* **RECORDS SUPPLIED**:
▼▼▼

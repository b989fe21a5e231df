// Path: crates/observer/src/report.rs
//! Assembles one observer report per cycle.

use crate::assessor::GatewayAssessor;
use crate::now_secs;
use futures::stream::{self, StreamExt};
use observer_api::entropy::{EntropyContext, EntropySource};
use observer_api::epoch::EpochSource;
use observer_api::lists::{GatewayListSource, NamesSource};
use observer_api::probe::ResolutionProber;
use observer_telemetry::observer_metrics;
use observer_types::report::{ObserverReport, REPORT_FORMAT_VERSION};
use observer_types::Result;
use std::collections::{BTreeMap, BTreeSet};
use std::sync::Arc;

/// Identity and fan-out settings for the report builder.
#[derive(Debug, Clone)]
pub struct ReportBuilderConfig {
    /// Written into every report.
    pub observer_address: String,
    /// The host treated as ground truth.
    pub reference_gateway_host: String,
    /// Gateways assessed in parallel.
    pub gateway_concurrency: usize,
    /// Names assessed in parallel within one gateway.
    pub name_concurrency: usize,
}

/// The collaborators a report cycle reads from.
pub struct ReportSources {
    /// Resolves the current epoch.
    pub epochs: Arc<dyn EpochSource>,
    /// Lists the gateways to assess.
    pub gateways: Arc<dyn GatewayListSource>,
    /// Names every observer must check.
    pub prescribed_names: Arc<dyn NamesSource>,
    /// Names this observer chose.
    pub chosen_names: Arc<dyn NamesSource>,
    /// Seeds byte-range selection for the cycle.
    pub entropy: Arc<dyn EntropySource>,
    /// Performs the HTTP probes.
    pub prober: Arc<dyn ResolutionProber>,
}

/// Builds [`ObserverReport`]s.
pub struct ReportBuilder {
    config: ReportBuilderConfig,
    sources: ReportSources,
}

impl ReportBuilder {
    /// Builds the report builder.
    pub fn new(config: ReportBuilderConfig, sources: ReportSources) -> Self {
        Self { config, sources }
    }

    /// Runs one cycle: resolves the epoch, name lists, entropy and gateways
    /// once, then assesses every gateway.
    ///
    /// Only the shared setup can fail; gateway and name failures are recorded
    /// in the report.
    pub async fn generate_report(&self) -> Result<ObserverReport> {
        let epoch = self.sources.epochs.current_epoch().await?;
        let (prescribed_names, chosen_names) = tokio::try_join!(
            self.sources.prescribed_names.get_names(&epoch),
            self.sources.chosen_names.get_names(&epoch)
        )?;
        let entropy = self
            .sources
            .entropy
            .get_entropy(EntropyContext::at_height(epoch.start_height))
            .await?;

        let mut wallets_by_fqdn: BTreeMap<String, BTreeSet<String>> = BTreeMap::new();
        for host in self.sources.gateways.get_hosts().await? {
            if !host.is_active_at(epoch.start_height) {
                continue;
            }
            wallets_by_fqdn
                .entry(host.fqdn)
                .or_default()
                .insert(host.wallet);
        }
        tracing::info!(
            target: "report",
            epoch_index = epoch.index,
            epoch_start_height = epoch.start_height,
            gateways = wallets_by_fqdn.len(),
            prescribed = prescribed_names.len(),
            chosen = chosen_names.len(),
            "generating report"
        );

        let assessor = GatewayAssessor::new(
            self.sources.prober.clone(),
            self.config.reference_gateway_host.clone(),
            entropy,
            self.config.name_concurrency,
        );
        let assessor = &assessor;
        let (prescribed, chosen) = (&prescribed_names, &chosen_names);
        let gateway_assessments = stream::iter(wallets_by_fqdn)
            .map(|(fqdn, wallets)| async move {
                let assessment = assessor.assess(&fqdn, &wallets, prescribed, chosen).await;
                (fqdn, assessment)
            })
            .buffer_unordered(self.config.gateway_concurrency.max(1))
            .collect::<BTreeMap<_, _>>()
            .await;

        observer_metrics().inc_reports_generated();
        Ok(ObserverReport {
            format_version: REPORT_FORMAT_VERSION,
            observer_address: self.config.observer_address.clone(),
            epoch_index: epoch.index,
            epoch_start_height: epoch.start_height,
            epoch_start_timestamp: epoch.start_timestamp,
            epoch_end_timestamp: epoch.end_timestamp,
            generated_at: now_secs(),
            gateway_assessments,
        })
    }
}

▲▲▲

* **WHAT TO PRODUCE**: Pick out every line of the listing containing the word "ObserverReport", and show those lines.

* **REPLY TO THE EXERCISE**:
use observer_types::report::{ObserverReport, REPORT_FORMAT_VERSION};
/// Builds [`ObserverReport`]s.
    pub async fn generate_report(&self) -> Result<ObserverReport> {
        Ok(ObserverReport {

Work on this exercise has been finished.